Anjezë Gonxhe Bojaxhiu grew up in Albania, and was the youngest of three children. Anjezë’s parents were fervent Catholics, and the little girl would often go with her mother to visit the less fortunate, orphans and alcoholics. Anjezë’s heart was heavy at seeing the suffering of the Albanians around her. Her soul was a delicate flower, and indeed this was the meaning of her baptismal name, Gonxhe. Her mother often told her: “When you do good, do it as if you were throwing a rock into the sea.” Anjezë did so, often forgetting the acts of good she had done. They would never come back to her; there was no recovering a stone from the bottom of the ocean. Anjezë recognized her calling to the religious life when she was only twelve. Anjezë had a destiny that only her mother could discern: “My daughter would never accept even a mouthful she could not share with others.” After a pious upbringing in Albania, she left her home country at eighteen with the intention of becoming a nun, and joined the Sisters of Loretto. Anjezë Gonxhe took the name Teresa, in homage to the French Carmelite saint, Thérèse of Lisieux. Soon, the name Teresa would be known around the world. A few months later, she left for India to begin her novitiate.

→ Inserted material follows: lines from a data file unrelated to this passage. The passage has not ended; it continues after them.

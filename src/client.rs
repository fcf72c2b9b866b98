//! Client side of the rendezvous API.

use reqwest::header::COOKIE;
use serde::Deserialize;
use serde_json::{Map, Value};

use crate::{
    code::RoomCode,
    ids::PeerAddress,
    mesh::MeshError,
    rooms::Fetched,
    session::SessionUser,
    store::Participants,
};

/// What the mesh needs from the rendezvous service.
#[allow(async_fn_in_trait)]
pub trait Rendezvous {
    /// Registers `peer` as our address in the room. `None` when the room is gone.
    async fn join(&mut self, code: &RoomCode, peer: &PeerAddress) -> Result<Option<Participants>, MeshError>;

    async fn leave(&mut self, code: &RoomCode) -> Result<(), MeshError>;
}

#[derive(Debug, Deserialize)]
struct FetchedBody {
    participants: Option<Participants>,
    #[serde(default)]
    changed: bool,
}

/// Talks to a rendezvous server over HTTP with an existing session cookie.
#[derive(Debug, Clone)]
pub struct HttpRendezvous {
    http: reqwest::Client,
    base: String,
    cookie: Option<String>,
    code_field: String,
    peer_field: String,
}

impl HttpRendezvous {
    /// `base` is the server root, e.g. `http://localhost:8080`.
    pub fn new(base: impl Into<String>) -> Self {
        Self {
            http: reqwest::Client::new(),
            base: base.into().trim_end_matches('/').to_owned(),
            cookie: None,
            code_field: "code".to_owned(),
            peer_field: "peer".to_owned(),
        }
    }

    /// Session cookie as sent in a `Cookie` header, `name=value`.
    pub fn with_cookie(mut self, cookie: impl Into<String>) -> Self {
        self.cookie = Some(cookie.into());
        self
    }

    pub fn with_fields(mut self, code_field: impl Into<String>, peer_field: impl Into<String>) -> Self {
        self.code_field = code_field.into();
        self.peer_field = peer_field.into();
        self
    }

    fn url(&self, path: &str) -> String {
        format!("{}{path}", self.base)
    }

    fn get(&self, path: &str) -> reqwest::RequestBuilder {
        self.authorize(self.http.get(self.url(path)))
    }

    fn post(&self, path: &str, form: &[(&str, &str)]) -> reqwest::RequestBuilder {
        self.authorize(self.http.post(self.url(path)).form(form))
    }

    fn authorize(&self, request: reqwest::RequestBuilder) -> reqwest::RequestBuilder {
        match &self.cookie {
            Some(cookie) => request.header(COOKIE, cookie),
            None => request,
        }
    }

    async fn body(request: reqwest::RequestBuilder) -> Result<Map<String, Value>, MeshError> {
        Ok(request.send().await?.error_for_status()?.json().await?)
    }

    fn code_of(&self, body: &Map<String, Value>) -> Result<Option<RoomCode>, MeshError> {
        match body.get(&self.code_field) {
            None | Some(Value::Null) => Ok(None),
            Some(code) => Ok(Some(serde_json::from_value(code.clone())?)),
        }
    }

    /// Signed-in user behind the cookie, if any.
    pub async fn me(&self) -> Result<Option<SessionUser>, MeshError> {
        Ok(self.get("/me").send().await?.error_for_status()?.json().await?)
    }

    pub async fn create(&self) -> Result<Option<RoomCode>, MeshError> {
        let body = Self::body(self.get("/api/room/create")).await?;
        self.code_of(&body)
    }

    /// Accepts a bare code or a URL ending in one.
    pub async fn exists(&self, code_or_url: &str) -> Result<Option<RoomCode>, MeshError> {
        let body = Self::body(self.post("/api/room/exist", &[(self.code_field.as_str(), code_or_url)])).await?;
        self.code_of(&body)
    }

    pub async fn fetch(&self, code: &RoomCode) -> Result<Option<Fetched>, MeshError> {
        let body = Self::body(self.post("/api/room/fetch", &[(self.code_field.as_str(), code.as_str())])).await?;
        let Some(code) = self.code_of(&body)? else {
            return Ok(None);
        };
        let fetched: FetchedBody = serde_json::from_value(Value::Object(body))?;
        Ok(Some(Fetched {
            code,
            participants: fetched.participants.unwrap_or_default(),
            changed: fetched.changed,
        }))
    }
}

impl Rendezvous for HttpRendezvous {
    async fn join(&mut self, code: &RoomCode, peer: &PeerAddress) -> Result<Option<Participants>, MeshError> {
        let form = [(self.code_field.as_str(), code.as_str()), (self.peer_field.as_str(), peer.as_str())];
        let body = Self::body(self.post("/api/room/join", &form)).await?;
        if self.code_of(&body)?.is_none() {
            return Ok(None);
        }
        match body.get("participants") {
            None | Some(Value::Null) => Ok(Some(Participants::new())),
            Some(participants) => Ok(Some(serde_json::from_value(participants.clone())?)),
        }
    }

    async fn leave(&mut self, code: &RoomCode) -> Result<(), MeshError> {
        Self::body(self.post("/api/room/leave", &[(self.code_field.as_str(), code.as_str())])).await?;
        Ok(())
    }
}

Calcutta was a 2000-year-old city with a population greater than that of Bombay, and poverty was rife. Who could possibly see a glimmer of the divine eternal in the place Indians called “the dying city?” Upon her arrival, Sister Teresa was shocked at the scale of misery she encountered there. The poor numbered in the millions; there was tuberculosis, leprosy, homelessness, blindness and hunger. Calcutta, the thousand-year city, poor and without hope. Who might attempt to help all these people? Thousands in Samaria had sought out Jesus and his apostles in order to obtain a miracle from the Almighty, a divine cure for their ills. But what good would it do to pray to the Father for loaves and fishes in Calcutta? Teresa had nothing, not even a base for her mission of charity. She saw Jesus among the poor; in all these people who had been swept aside by the world, she saw the heavenly kingdom.
Without income, she begged for food and lodgings. She learned what it meant to go without, to experience true solitude and the temptation to return to the comfort of convent life during those first months. Later, in her biography, she would write: “Our Lord wants me to be a free nun covered with the poverty of the cross. Today, I learned a good lesson. The poverty of the poor must be so hard for them. While looking for a home I walked and walked till my arms and legs ached. I thought how much they must ache in body and soul, looking for a home, food and health. Then, the comfort of Loretto came to tempt me. "You have only to say the word and all that will be yours again", the Tempter kept on saying. “... Of free choice, my God, and out of love for you, I desire to remain and do whatever be your Holy will in my regard. I did not let a single tear come.”
And so Sister Teresa became Mother Teresa, and sewed herself a sari of white cotton with two blue borders. She left the sisters of Loretto in 1948 with five rupees in her pocket. She founded the Missionaries of Charity, a Roman Catholic congregation which now has over 4,500 nuns, and was active in 133 countries as of 2012. The congregation also manages soup kitchens, dispensaries, mobile clinics, and social programs for children and families, as well as orphanages and schools. Its members take vows of chastity, poverty and obedience, as well as a fourth vow – to give “wholehearted free service to the poorest of the poor."